The recent conservative push to torpedo the EU’s proposed Nature Restoration Law has shown that European debates based on ideology, not nationality, already exist.  

In the same way, Europe needs to grow out of national-based discussions and considerations. This process may be slow, but it is steadily advancing. Political debates have grown more European, while political decisions have stayed national. In attempting a jump to the European level, ​​experiments such as DiEM25 and Volt made a correct diagnosis of what Europe is missing. But they failed to offer a real solution. Their centralised models turned out to be detached from Europe’s varied social and political realities. Focusing on a single issue, they failed to bring anything new and their continuous electoral defeats show as much. 

A more democratic Union 

To build a genuinely transnational democracy, we need to develop European structures that nevertheless respect Europe’s plurality. ​​The recent conservative push to torpedo the EU’s proposed Nature Restoration Law has shown that European debates based on ideology, not nationality, already exist.  

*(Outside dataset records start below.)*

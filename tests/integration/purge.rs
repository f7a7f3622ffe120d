use color_eyre::Result;
use std::path::{Path, PathBuf};
use std::sync::Arc;
use tempfile::TempDir;
use tokio::fs;

use photosweep_core::{DryRunDeleter, FolderCatalog, FsDeleter, MediaCatalog, PhotoDeleter, TriageState};
use photosweep_models::PurgeOutcome;

async fn create_photos(root: &Path, names: &[&str]) -> Result<Vec<PathBuf>> {
    let mut paths = Vec::with_capacity(names.len());
    for name in names {
        let path = root.join(name);
        fs::write(&path, b"JPG_DATA").await?;
        paths.push(path);
    }
    Ok(paths)
}

/// Loads the folder into a fresh triage state.
async fn triage_for(root: &Path) -> Result<TriageState> {
    let photos = FolderCatalog::new(root.to_path_buf()).query().await?;
    let mut triage = TriageState::new();
    triage.replace_active(photos.into_iter().map(Arc::new).collect());
    Ok(triage)
}

fn trash_all(triage: &mut TriageState) -> Result<()> {
    while let Some(id) = triage.current().map(|p| p.id) {
        triage.trash(id)?;
    }
    Ok(())
}

#[tokio::test]
async fn test_granted_purge_removes_files_and_trash() -> Result<()> {
    let temp_dir = TempDir::new()?;
    let paths = create_photos(temp_dir.path(), &["a.jpg", "b.jpg", "c.jpg"]).await?;
    let mut triage = triage_for(temp_dir.path()).await?;
    trash_all(&mut triage)?;

    let request = triage.request_purge()?;
    assert_eq!(request.len(), 3);
    assert_eq!(request.total_size, 3 * 8);

    let outcome = FsDeleter.delete(&request.locations).await?;
    assert_eq!(outcome, PurgeOutcome::Granted);
    assert_eq!(triage.complete_purge(request.id, &outcome)?, 3);

    assert_eq!(triage.trash_len(), 0);
    assert!(!triage.purge_pending());
    for path in paths {
        assert!(!path.exists(), "{} should be deleted", path.display());
    }
    Ok(())
}

#[tokio::test]
async fn test_denied_purge_keeps_files_and_trash() -> Result<()> {
    let temp_dir = TempDir::new()?;
    let paths = create_photos(temp_dir.path(), &["a.jpg", "b.jpg"]).await?;
    let mut triage = triage_for(temp_dir.path()).await?;
    trash_all(&mut triage)?;
    let before: Vec<_> = triage.trashed().iter().map(|p| p.id).collect();

    let request = triage.request_purge()?;
    assert_eq!(triage.complete_purge(request.id, &PurgeOutcome::Denied)?, 0);

    let after: Vec<_> = triage.trashed().iter().map(|p| p.id).collect();
    assert_eq!(before, after);
    assert!(paths.iter().all(|p| p.exists()));

    // A fresh request is allowed once the previous one resolved.
    assert!(triage.request_purge().is_ok());
    Ok(())
}

#[tokio::test]
async fn test_files_vanished_before_purge_count_as_deleted() -> Result<()> {
    let temp_dir = TempDir::new()?;
    let paths = create_photos(temp_dir.path(), &["a.jpg", "b.jpg"]).await?;
    let mut triage = triage_for(temp_dir.path()).await?;
    trash_all(&mut triage)?;

    fs::remove_file(&paths[0]).await?;
    let request = triage.request_purge()?;
    let outcome = FsDeleter.delete(&request.locations).await?;

    assert_eq!(outcome, PurgeOutcome::Granted);
    triage.complete_purge(request.id, &outcome)?;
    assert_eq!(triage.trash_len(), 0);
    Ok(())
}

#[tokio::test]
async fn test_partial_purge_keeps_only_failures() -> Result<()> {
    let temp_dir = TempDir::new()?;
    create_photos(temp_dir.path(), &["a.jpg", "b.jpg", "c.jpg"]).await?;
    let mut triage = triage_for(temp_dir.path()).await?;
    trash_all(&mut triage)?;

    let request = triage.request_purge()?;
    let failed = vec![request.locations[1].clone()];
    let outcome = PurgeOutcome::Partial { failed: failed.clone() };

    assert_eq!(triage.complete_purge(request.id, &outcome)?, 2);
    let left: Vec<_> = triage.trashed().iter().map(|p| p.location.clone()).collect();
    assert_eq!(left, failed);
    Ok(())
}

#[tokio::test]
async fn test_photos_trashed_during_purge_survive_it() -> Result<()> {
    let temp_dir = TempDir::new()?;
    create_photos(temp_dir.path(), &["a.jpg", "b.jpg"]).await?;
    let mut triage = triage_for(temp_dir.path()).await?;

    let first = triage.current().expect("photo").id;
    triage.trash(first)?;
    let request = triage.request_purge()?;

    let late = triage.current().expect("photo").id;
    triage.trash(late)?;

    let outcome = DryRunDeleter.delete(&request.locations).await?;
    triage.complete_purge(request.id, &outcome)?;

    assert!(!triage.is_trashed(first));
    assert!(triage.is_trashed(late));
    Ok(())
}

Now we must break down the obstacles that stop this dynamic from developing further. We need a stronger Europe-focused media; clarity in the lead candidate process for European elections; a politicised European Commission, transitioning from politicians-playing-bureaucrats to an actual European government not afraid of nor forbidden from doing politics; the introduction of transnational lists for the European Parliament to Europeanise political debate; the removal of the bureaucratic straitjacket that prevents existing European political parties from doing pan-European politics; and the primacy of parliamentary democracy against the nationalistic thinking of the European Council. 

Many parts of the world have tried to develop continental democratic structures that bring together diverse national realities. While the European Union is flawed, it is the best and strongest example of continental democracy. As the world faces more and more global challenges, the future of Europe will be that of democratising and strengthening its transnational characteristics. The 2024 European elections will be another step in that direction.